▼

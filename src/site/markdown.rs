//! Markdown rendering with syntax highlighting and heading ids.

use std::collections::HashSet;

use pulldown_cmark::{CodeBlockKind, Event, HeadingLevel, Options, Parser, Tag, TagEnd, html};

use super::highlight::SyntaxHighlighter;
use super::meta::split_meta_block;
use crate::config::MarkdownConfig;

/// Placeholder replaced with the site's base URL before rendering.
pub const BASE_URL_PLACEHOLDER: &str = "%base_url%";

#[derive(thiserror::Error, Debug)]
pub enum MarkdownError {
    #[error("invalid markdown extension: {0}")]
    InvalidExtension(String),
}

/// Remove the leading metadata block, leaving the page body.
pub fn strip_meta_block(raw: &str) -> &str {
    split_meta_block(raw).1
}

/// Substitute the base URL placeholder and render the body to HTML.
pub fn parse_content(
    body: &str,
    base_url: &str,
    markdown_config: &MarkdownConfig,
    highlighter: &SyntaxHighlighter,
) -> Result<String, MarkdownError> {
    let body = body.replace(BASE_URL_PLACEHOLDER, base_url);
    render_markdown(&body, highlighter, markdown_config)
}

fn markdown_options(markdown_config: &MarkdownConfig) -> Result<Options, MarkdownError> {
    let mut options = Options::empty();
    for extension in &markdown_config.extensions {
        match extension.as_str() {
            "definition_lists" => options.insert(Options::ENABLE_DEFINITION_LIST),
            "footnotes" => options.insert(Options::ENABLE_FOOTNOTES),
            "gfm" => options.insert(Options::ENABLE_GFM),
            "heading_attributes" => options.insert(Options::ENABLE_HEADING_ATTRIBUTES),
            "smart_punctuation" => options.insert(Options::ENABLE_SMART_PUNCTUATION),
            "strikethrough" => options.insert(Options::ENABLE_STRIKETHROUGH),
            "tables" => options.insert(Options::ENABLE_TABLES),
            "tasklists" => options.insert(Options::ENABLE_TASKLISTS),
            other => return Err(MarkdownError::InvalidExtension(other.to_string())),
        }
    }
    Ok(options)
}

/// A heading whose events are buffered until its end tag.
struct PendingHeading<'a> {
    level: HeadingLevel,
    id: Option<String>,
    classes: Vec<String>,
    attrs: Vec<(String, Option<String>)>,
    text: String,
    inner: Vec<Event<'a>>,
}

/// Render markdown to HTML using pulldown-cmark with syntax highlighting.
pub fn render_markdown(
    markdown: &str,
    highlighter: &SyntaxHighlighter,
    markdown_config: &MarkdownConfig,
) -> Result<String, MarkdownError> {
    let parser = Parser::new_ext(markdown, markdown_options(markdown_config)?);

    let mut in_code_block = false;
    let mut code_language = String::new();
    let mut code_content = String::new();

    let mut heading: Option<PendingHeading> = None;
    let mut used_heading_ids: HashSet<String> = HashSet::new();

    let mut events: Vec<Event> = Vec::new();
    for event in parser {
        match event {
            Event::Start(Tag::Heading {
                level,
                id,
                classes,
                attrs,
            }) => {
                heading = Some(PendingHeading {
                    level,
                    id: id.map(|id| id.to_string()),
                    classes: classes.iter().map(|c| c.to_string()).collect(),
                    attrs: attrs
                        .iter()
                        .map(|(k, v)| (k.to_string(), v.as_ref().map(|v| v.to_string())))
                        .collect(),
                    text: String::new(),
                    inner: Vec::new(),
                });
            }
            Event::End(TagEnd::Heading(_)) => {
                if let Some(pending) = heading.take() {
                    events.push(heading_html(pending, &mut used_heading_ids));
                }
            }
            Event::Start(Tag::CodeBlock(kind)) => {
                in_code_block = true;
                code_language = match kind {
                    CodeBlockKind::Fenced(lang) => lang.to_string(),
                    CodeBlockKind::Indented => String::new(),
                };
                code_content.clear();
            }
            Event::End(TagEnd::CodeBlock) => {
                in_code_block = false;
                let highlighted = highlighter.highlight(&code_content, &code_language);
                events.push(Event::Html(highlighted.into()));
            }
            Event::Text(text) if in_code_block => {
                code_content.push_str(&text);
            }
            other => match heading.as_mut() {
                Some(pending) => {
                    if let Event::Text(text) | Event::Code(text) = &other {
                        pending.text.push_str(text);
                    }
                    pending.inner.push(other);
                }
                None => events.push(other),
            },
        }
    }

    let mut html_output = String::new();
    html::push_html(&mut html_output, events.into_iter());
    Ok(html_output)
}

/// Emit a buffered heading with a unique id attribute.
fn heading_html<'a>(pending: PendingHeading<'a>, used_ids: &mut HashSet<String>) -> Event<'a> {
    let id = match pending.id {
        Some(existing) => existing,
        None => {
            let base_id = slugify(&pending.text);
            let mut id = base_id.clone();
            let mut suffix = 1;
            while used_ids.contains(&id) {
                id = format!("{}-{}", base_id, suffix);
                suffix += 1;
            }
            id
        }
    };
    used_ids.insert(id.clone());

    let class_attr = if pending.classes.is_empty() {
        String::new()
    } else {
        format!(" class=\"{}\"", pending.classes.join(" "))
    };

    let extra_attrs = pending
        .attrs
        .iter()
        .map(|(k, v)| match v {
            Some(val) => format!(" {}=\"{}\"", k, val),
            None => format!(" {}", k),
        })
        .collect::<String>();

    let mut inner_html = String::new();
    html::push_html(&mut inner_html, pending.inner.into_iter());

    let level = pending.level as usize;
    Event::Html(
        format!(
            "<h{level} id=\"{id}\"{class_attr}{extra_attrs}>{inner_html}</h{level}>\n"
        )
        .into(),
    )
}

/// Convert a string to a slug suitable for use as an HTML id.
fn slugify(s: &str) -> String {
    s.to_lowercase()
        .replace(' ', "-")
        .replace(|c: char| !c.is_alphanumeric() && c != '-', "")
}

▲

## [Exercise instructions]
Would you copy every line of the entries that includes the word "Start"?

## [Answer to this task]
            Event::Start(Tag::Heading {
            Event::Start(Tag::CodeBlock(kind)) => {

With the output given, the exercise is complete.